**The input**:
- Opening Delimiter -

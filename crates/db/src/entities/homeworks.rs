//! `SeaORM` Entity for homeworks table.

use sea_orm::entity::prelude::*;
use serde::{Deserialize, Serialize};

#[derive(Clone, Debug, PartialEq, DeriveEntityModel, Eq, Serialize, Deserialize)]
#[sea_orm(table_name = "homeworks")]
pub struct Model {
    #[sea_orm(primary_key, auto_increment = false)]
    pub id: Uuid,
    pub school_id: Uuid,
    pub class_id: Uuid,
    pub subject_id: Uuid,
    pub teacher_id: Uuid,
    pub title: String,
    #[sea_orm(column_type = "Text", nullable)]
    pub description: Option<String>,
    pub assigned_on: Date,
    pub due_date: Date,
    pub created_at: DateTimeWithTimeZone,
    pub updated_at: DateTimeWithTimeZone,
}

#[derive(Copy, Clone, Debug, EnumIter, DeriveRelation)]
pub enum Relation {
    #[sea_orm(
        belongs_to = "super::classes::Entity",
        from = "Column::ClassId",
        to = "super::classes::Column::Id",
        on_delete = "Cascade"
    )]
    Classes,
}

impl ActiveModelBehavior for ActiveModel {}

- Closing Delimiter -
- Opening Delimiter -

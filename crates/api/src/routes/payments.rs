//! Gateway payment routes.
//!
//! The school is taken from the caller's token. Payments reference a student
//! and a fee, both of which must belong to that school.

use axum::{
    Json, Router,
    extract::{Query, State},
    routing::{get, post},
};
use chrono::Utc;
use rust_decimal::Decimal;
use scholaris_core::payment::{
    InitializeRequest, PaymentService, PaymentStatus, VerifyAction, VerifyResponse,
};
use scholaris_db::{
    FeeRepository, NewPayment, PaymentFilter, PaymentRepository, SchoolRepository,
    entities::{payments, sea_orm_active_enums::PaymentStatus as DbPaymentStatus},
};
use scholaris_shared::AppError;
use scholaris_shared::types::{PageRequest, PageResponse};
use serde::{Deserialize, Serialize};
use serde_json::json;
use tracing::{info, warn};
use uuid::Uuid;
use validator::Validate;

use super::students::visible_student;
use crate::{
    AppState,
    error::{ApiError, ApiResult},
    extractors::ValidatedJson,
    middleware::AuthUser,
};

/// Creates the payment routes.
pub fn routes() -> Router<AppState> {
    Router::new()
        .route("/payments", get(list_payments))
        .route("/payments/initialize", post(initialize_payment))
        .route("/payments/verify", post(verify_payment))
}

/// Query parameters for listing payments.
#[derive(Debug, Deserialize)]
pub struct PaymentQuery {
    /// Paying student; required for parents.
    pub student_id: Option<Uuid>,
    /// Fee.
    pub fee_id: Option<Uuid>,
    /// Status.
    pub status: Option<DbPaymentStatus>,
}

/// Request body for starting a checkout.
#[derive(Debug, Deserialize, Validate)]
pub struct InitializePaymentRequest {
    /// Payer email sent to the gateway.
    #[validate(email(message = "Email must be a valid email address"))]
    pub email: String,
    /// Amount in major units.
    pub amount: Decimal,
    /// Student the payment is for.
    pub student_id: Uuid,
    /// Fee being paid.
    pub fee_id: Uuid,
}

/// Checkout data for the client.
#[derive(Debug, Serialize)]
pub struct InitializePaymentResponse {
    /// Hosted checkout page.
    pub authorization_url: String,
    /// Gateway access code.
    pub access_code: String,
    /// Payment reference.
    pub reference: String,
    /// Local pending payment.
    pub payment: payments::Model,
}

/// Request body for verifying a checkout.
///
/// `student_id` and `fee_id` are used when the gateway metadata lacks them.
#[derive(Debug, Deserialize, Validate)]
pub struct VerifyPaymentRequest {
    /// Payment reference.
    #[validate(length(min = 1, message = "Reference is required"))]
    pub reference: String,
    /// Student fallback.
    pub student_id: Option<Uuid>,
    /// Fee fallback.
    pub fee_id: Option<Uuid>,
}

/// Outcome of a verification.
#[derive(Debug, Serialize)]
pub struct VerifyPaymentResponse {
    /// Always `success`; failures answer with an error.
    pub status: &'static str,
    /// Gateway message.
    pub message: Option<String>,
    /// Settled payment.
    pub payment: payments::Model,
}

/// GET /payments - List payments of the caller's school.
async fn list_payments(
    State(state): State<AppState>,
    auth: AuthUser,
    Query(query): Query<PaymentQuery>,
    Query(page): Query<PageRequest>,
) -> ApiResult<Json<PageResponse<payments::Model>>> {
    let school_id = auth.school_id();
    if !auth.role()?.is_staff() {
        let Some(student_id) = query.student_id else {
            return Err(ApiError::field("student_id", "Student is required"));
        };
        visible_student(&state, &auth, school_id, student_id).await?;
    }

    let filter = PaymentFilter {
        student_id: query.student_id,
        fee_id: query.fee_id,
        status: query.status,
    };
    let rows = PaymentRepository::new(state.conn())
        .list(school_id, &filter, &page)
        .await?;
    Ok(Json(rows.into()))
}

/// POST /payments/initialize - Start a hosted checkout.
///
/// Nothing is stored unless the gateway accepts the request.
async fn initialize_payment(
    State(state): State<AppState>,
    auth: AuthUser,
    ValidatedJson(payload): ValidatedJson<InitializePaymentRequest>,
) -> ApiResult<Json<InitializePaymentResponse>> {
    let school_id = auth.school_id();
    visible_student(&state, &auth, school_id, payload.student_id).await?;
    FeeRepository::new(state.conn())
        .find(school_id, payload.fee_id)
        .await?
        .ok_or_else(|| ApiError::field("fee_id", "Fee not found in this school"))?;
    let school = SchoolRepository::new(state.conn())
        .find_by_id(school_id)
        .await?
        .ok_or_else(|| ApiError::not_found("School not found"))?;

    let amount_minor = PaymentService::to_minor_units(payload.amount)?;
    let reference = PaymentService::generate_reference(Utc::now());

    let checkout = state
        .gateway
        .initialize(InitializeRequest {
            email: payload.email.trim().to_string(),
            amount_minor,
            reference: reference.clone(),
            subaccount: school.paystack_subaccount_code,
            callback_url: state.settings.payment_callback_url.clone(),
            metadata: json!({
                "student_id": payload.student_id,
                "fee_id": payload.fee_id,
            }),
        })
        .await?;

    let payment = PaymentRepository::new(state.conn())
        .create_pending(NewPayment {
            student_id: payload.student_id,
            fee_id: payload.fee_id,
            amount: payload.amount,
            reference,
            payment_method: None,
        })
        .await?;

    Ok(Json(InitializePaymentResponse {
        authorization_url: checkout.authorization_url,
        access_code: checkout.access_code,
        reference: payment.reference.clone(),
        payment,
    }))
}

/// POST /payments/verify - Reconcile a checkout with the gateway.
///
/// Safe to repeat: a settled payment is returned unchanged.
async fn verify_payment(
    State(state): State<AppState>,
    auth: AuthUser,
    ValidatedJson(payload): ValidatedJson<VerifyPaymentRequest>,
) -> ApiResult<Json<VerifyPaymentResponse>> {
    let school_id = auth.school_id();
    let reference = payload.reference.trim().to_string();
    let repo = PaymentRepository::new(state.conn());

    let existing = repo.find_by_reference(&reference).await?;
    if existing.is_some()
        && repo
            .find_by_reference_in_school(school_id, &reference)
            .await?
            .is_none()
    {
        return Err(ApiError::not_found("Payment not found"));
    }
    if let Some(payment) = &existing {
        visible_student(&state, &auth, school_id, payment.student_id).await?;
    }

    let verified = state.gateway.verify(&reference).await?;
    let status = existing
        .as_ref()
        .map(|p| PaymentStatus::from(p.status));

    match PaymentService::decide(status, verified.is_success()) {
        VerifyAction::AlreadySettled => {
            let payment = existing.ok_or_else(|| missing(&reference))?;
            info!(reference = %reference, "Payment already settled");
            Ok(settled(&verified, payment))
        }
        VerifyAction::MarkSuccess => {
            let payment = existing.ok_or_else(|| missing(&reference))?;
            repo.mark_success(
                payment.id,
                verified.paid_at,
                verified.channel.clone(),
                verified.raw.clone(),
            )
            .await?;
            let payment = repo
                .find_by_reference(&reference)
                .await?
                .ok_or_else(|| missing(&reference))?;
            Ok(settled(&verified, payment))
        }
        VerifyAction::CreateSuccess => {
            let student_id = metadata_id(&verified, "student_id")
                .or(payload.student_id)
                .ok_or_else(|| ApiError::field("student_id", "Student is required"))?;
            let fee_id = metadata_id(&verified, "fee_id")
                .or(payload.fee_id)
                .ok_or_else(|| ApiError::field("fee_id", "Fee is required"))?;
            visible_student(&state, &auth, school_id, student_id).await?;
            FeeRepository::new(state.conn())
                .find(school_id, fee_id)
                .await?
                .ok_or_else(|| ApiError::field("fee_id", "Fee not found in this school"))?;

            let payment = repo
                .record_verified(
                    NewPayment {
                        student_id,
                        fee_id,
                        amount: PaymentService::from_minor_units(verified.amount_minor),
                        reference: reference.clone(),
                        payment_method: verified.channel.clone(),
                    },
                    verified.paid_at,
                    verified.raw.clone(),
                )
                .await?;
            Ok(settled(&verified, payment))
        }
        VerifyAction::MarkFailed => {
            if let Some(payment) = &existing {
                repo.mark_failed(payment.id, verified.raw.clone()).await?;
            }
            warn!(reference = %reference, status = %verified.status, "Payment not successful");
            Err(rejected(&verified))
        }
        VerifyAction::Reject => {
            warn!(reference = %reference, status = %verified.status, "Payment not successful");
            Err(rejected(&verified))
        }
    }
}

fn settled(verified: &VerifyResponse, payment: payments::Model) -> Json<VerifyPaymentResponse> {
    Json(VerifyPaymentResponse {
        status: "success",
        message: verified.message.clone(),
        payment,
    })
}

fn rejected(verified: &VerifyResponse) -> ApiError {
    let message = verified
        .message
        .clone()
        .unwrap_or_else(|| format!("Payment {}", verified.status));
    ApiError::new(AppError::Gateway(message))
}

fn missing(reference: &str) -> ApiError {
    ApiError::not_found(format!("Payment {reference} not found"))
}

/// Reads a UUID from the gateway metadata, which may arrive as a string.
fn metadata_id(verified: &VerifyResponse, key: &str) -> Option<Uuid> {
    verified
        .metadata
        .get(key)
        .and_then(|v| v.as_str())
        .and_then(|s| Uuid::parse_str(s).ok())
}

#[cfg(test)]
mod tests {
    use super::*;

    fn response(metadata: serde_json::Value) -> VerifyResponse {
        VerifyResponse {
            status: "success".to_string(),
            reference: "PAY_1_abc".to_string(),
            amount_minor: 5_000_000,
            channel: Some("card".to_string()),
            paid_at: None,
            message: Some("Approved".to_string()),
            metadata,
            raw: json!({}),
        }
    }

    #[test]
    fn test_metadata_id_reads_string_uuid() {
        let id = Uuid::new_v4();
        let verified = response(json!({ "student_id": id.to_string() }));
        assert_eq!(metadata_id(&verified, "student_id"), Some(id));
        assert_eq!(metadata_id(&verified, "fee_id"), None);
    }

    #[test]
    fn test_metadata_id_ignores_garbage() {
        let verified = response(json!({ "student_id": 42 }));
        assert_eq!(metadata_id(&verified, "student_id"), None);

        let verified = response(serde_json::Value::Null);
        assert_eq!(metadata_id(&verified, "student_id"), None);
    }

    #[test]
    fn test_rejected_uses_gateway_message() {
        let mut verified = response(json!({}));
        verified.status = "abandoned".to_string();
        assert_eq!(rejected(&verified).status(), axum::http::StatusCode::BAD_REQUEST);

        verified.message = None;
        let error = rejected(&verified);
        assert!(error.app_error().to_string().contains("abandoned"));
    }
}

- Closing Delimiter -
- Opening Delimiter -

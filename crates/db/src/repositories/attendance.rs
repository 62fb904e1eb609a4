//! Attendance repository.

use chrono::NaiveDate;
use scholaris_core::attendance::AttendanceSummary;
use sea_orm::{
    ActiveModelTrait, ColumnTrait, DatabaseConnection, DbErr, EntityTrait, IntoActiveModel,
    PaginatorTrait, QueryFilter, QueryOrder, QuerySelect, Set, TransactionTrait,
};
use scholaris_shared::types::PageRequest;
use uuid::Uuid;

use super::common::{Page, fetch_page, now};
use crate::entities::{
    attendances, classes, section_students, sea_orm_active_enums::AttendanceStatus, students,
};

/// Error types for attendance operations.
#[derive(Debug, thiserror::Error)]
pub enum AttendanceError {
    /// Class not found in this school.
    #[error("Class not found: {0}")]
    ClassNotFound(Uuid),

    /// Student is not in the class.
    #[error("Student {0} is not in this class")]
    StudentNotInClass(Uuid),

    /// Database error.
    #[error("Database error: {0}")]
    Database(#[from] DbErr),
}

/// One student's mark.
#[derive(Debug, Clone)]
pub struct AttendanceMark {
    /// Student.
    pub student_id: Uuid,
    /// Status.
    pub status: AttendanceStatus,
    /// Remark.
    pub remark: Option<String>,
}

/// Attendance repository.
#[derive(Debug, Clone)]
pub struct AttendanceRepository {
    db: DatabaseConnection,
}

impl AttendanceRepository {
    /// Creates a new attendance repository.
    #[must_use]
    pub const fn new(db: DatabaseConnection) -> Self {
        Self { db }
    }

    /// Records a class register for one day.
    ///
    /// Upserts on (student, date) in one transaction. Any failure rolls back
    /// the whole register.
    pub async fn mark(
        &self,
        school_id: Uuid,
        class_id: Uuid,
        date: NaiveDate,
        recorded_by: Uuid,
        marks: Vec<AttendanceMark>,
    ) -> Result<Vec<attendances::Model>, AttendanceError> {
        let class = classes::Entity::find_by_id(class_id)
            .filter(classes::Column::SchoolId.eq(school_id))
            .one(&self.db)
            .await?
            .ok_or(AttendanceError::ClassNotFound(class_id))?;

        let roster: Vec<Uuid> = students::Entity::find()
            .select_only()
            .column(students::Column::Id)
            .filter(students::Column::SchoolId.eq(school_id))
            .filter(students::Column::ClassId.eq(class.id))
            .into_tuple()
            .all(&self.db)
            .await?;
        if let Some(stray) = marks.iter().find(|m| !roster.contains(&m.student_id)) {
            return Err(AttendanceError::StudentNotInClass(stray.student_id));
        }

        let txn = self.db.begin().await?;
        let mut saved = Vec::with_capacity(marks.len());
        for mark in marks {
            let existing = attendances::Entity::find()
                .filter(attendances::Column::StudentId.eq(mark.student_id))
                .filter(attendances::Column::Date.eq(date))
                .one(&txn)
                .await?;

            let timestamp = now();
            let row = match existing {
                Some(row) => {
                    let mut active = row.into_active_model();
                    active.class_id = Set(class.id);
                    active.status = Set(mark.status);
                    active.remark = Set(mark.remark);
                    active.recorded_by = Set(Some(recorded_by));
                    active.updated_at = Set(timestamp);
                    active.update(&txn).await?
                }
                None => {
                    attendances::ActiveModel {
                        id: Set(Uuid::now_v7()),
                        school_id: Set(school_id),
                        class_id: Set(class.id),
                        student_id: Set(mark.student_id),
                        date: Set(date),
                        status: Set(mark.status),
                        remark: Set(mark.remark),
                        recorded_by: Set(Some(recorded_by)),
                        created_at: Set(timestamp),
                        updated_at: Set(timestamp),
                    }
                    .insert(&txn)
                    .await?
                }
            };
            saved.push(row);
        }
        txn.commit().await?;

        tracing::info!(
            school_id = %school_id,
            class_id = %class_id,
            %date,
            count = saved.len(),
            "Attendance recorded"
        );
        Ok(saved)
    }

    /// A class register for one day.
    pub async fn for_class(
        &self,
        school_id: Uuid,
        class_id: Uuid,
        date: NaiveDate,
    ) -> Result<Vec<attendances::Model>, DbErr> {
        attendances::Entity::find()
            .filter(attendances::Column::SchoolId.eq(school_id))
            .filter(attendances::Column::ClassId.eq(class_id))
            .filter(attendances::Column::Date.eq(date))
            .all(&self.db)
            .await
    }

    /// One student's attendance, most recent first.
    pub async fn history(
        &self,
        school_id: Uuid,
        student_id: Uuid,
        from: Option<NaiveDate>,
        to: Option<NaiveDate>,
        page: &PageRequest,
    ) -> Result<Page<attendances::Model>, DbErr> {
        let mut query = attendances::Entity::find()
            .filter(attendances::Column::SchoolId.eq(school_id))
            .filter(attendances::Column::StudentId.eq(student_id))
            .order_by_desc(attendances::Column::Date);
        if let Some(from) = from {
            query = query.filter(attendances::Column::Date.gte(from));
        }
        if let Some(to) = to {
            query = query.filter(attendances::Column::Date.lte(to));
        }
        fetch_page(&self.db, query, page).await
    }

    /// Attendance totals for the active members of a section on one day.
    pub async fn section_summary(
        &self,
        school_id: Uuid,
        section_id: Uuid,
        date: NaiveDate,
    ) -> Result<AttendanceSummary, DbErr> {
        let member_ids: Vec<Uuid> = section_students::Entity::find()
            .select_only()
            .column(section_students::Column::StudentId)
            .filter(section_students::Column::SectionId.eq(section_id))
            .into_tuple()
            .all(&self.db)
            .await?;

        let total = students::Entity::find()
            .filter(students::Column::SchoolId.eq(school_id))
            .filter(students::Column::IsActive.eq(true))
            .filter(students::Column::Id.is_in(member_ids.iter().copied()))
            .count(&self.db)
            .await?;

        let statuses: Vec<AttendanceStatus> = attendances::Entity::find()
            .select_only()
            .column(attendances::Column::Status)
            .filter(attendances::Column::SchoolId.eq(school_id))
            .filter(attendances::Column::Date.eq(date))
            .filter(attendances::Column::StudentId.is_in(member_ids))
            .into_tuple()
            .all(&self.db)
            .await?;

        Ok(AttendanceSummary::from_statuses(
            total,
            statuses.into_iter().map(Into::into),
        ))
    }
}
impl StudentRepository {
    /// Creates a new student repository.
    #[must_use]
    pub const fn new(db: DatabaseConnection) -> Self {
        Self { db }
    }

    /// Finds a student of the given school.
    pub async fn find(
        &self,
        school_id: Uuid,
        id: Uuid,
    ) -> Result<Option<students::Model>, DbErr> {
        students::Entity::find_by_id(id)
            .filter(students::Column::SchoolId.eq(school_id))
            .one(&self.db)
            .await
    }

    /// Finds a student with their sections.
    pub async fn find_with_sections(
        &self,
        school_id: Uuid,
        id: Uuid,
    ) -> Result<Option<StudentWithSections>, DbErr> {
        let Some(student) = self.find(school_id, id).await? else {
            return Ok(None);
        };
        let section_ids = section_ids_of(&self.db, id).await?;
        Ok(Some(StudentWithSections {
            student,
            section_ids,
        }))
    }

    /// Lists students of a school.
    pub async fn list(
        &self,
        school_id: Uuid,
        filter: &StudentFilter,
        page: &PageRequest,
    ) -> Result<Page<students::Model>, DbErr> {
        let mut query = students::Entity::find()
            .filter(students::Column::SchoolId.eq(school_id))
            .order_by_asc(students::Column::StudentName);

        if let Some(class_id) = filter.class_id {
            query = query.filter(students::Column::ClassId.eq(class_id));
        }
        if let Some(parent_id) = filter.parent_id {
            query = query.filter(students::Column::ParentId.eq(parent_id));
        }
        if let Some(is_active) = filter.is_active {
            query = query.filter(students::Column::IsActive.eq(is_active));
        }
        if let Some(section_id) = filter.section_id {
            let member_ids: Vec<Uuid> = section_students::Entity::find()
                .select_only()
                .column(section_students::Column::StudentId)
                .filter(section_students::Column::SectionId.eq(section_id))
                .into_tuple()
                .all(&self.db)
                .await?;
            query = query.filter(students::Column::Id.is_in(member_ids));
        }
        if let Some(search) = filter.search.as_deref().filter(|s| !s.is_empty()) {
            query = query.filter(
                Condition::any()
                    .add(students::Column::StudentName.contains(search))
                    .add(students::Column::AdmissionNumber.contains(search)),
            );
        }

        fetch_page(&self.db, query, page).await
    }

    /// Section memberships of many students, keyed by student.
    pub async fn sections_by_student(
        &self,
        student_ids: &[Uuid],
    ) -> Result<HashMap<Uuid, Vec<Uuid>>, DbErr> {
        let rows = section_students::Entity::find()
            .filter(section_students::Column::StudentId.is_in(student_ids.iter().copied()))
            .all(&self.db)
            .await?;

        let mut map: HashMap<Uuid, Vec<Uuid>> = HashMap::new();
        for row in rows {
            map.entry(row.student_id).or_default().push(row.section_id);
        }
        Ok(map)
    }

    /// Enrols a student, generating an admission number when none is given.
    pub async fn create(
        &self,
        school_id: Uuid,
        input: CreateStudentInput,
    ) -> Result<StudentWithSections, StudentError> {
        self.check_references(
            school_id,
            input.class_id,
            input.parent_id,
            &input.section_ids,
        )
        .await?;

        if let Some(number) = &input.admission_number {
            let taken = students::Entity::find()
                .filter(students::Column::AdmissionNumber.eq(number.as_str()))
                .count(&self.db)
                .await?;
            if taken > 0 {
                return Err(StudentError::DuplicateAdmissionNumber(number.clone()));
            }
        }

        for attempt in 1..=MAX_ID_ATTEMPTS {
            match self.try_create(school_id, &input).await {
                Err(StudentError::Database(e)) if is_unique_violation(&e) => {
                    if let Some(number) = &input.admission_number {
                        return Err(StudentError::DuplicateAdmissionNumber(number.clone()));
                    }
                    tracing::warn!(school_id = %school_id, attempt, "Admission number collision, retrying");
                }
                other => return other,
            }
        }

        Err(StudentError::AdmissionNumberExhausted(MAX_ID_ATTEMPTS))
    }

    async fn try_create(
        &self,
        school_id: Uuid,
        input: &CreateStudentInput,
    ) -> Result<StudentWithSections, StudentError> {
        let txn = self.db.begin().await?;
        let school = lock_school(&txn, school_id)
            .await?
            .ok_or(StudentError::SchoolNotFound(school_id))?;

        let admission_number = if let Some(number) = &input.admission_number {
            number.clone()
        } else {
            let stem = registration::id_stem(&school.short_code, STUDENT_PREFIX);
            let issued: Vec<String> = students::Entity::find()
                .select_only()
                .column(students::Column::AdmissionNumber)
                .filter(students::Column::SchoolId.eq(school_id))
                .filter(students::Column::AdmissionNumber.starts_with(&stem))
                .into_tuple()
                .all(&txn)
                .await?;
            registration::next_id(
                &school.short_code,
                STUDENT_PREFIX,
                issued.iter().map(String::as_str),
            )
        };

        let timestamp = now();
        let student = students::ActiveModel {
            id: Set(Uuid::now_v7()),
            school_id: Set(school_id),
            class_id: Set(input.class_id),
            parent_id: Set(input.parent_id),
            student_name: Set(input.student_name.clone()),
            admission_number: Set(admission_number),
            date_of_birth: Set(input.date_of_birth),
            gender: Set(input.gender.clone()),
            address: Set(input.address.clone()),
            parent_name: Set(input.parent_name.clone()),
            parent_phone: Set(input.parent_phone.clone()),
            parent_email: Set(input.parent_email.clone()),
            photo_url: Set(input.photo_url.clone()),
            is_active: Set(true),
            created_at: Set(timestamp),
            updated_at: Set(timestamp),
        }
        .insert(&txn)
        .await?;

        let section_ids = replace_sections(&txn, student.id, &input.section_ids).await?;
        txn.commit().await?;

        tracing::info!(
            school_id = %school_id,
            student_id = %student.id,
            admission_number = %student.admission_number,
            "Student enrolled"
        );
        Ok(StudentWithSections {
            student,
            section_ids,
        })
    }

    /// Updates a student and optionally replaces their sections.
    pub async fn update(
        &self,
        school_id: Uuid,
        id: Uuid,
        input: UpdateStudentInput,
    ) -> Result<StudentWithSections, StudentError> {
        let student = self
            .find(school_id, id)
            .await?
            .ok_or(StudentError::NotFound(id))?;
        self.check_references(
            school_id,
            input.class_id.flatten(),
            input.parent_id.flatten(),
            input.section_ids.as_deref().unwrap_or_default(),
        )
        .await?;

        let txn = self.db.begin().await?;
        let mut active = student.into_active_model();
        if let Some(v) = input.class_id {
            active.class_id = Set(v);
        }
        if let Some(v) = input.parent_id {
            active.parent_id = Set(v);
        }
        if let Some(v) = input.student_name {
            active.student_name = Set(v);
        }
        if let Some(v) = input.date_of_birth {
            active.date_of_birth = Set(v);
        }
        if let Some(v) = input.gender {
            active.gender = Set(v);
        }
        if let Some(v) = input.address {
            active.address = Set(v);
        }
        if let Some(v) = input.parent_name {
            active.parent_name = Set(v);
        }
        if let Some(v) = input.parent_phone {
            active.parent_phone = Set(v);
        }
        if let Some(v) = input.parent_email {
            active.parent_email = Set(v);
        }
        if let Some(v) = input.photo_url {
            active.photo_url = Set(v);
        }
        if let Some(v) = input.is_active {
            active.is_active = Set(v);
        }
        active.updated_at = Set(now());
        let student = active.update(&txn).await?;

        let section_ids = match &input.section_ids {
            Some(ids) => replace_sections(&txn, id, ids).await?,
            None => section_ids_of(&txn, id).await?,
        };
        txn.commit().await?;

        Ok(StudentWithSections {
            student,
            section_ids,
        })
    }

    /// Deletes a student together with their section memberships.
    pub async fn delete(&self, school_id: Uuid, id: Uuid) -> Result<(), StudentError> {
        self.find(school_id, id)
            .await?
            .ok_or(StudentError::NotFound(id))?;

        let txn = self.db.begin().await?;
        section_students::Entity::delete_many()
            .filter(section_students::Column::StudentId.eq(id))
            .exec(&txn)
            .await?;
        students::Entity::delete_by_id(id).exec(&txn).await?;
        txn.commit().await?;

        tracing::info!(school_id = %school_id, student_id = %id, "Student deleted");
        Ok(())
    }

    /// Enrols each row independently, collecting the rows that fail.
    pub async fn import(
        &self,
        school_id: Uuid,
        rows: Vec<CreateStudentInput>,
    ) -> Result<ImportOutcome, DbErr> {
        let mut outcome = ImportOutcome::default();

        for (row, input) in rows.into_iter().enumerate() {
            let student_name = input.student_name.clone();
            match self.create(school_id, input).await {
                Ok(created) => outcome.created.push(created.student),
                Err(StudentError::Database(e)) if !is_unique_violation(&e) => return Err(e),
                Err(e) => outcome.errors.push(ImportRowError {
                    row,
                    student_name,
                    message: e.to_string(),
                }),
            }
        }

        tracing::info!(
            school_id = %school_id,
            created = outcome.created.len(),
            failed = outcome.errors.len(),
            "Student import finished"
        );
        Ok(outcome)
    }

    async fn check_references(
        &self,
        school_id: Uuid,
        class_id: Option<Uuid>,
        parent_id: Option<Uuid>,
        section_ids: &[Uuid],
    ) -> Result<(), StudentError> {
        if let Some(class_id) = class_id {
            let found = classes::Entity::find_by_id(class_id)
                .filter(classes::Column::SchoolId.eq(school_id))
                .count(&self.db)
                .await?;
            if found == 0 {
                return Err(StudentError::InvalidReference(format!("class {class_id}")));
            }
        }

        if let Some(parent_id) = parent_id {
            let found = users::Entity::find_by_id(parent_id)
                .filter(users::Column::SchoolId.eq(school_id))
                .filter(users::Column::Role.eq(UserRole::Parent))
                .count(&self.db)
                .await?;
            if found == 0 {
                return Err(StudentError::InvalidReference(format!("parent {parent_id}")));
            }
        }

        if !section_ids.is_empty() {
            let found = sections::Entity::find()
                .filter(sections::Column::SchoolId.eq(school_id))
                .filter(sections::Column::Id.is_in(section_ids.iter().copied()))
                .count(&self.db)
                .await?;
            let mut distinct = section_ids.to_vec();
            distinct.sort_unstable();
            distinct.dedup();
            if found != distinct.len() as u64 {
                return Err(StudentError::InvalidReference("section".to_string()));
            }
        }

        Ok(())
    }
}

- Closing Delimiter -

**Exercise brief**: Repeat, character for character, the lines of the material above from the line with "filename crates/db/src/entities/homeworks.rs" through the line with "impl ActiveModelBehavior for".

**Output of the exercise**:
filename crates/db/src/entities/homeworks.rs
//! `SeaORM` Entity for homeworks table.

use sea_orm::entity::prelude::*;
use serde::{Deserialize, Serialize};

#[derive(Clone, Debug, PartialEq, DeriveEntityModel, Eq, Serialize, Deserialize)]
#[sea_orm(table_name = "homeworks")]
pub struct Model {
    #[sea_orm(primary_key, auto_increment = false)]
    pub id: Uuid,
    pub school_id: Uuid,
    pub class_id: Uuid,
    pub subject_id: Uuid,
    pub teacher_id: Uuid,
    pub title: String,
    #[sea_orm(column_type = "Text", nullable)]
    pub description: Option<String>,
    pub assigned_on: Date,
    pub due_date: Date,
    pub created_at: DateTimeWithTimeZone,
    pub updated_at: DateTimeWithTimeZone,
}

#[derive(Copy, Clone, Debug, EnumIter, DeriveRelation)]
pub enum Relation {
    #[sea_orm(
        belongs_to = "super::classes::Entity",
        from = "Column::ClassId",
        to = "super::classes::Column::Id",
        on_delete = "Cascade"
    )]
    Classes,
}

impl ActiveModelBehavior for ActiveModel {}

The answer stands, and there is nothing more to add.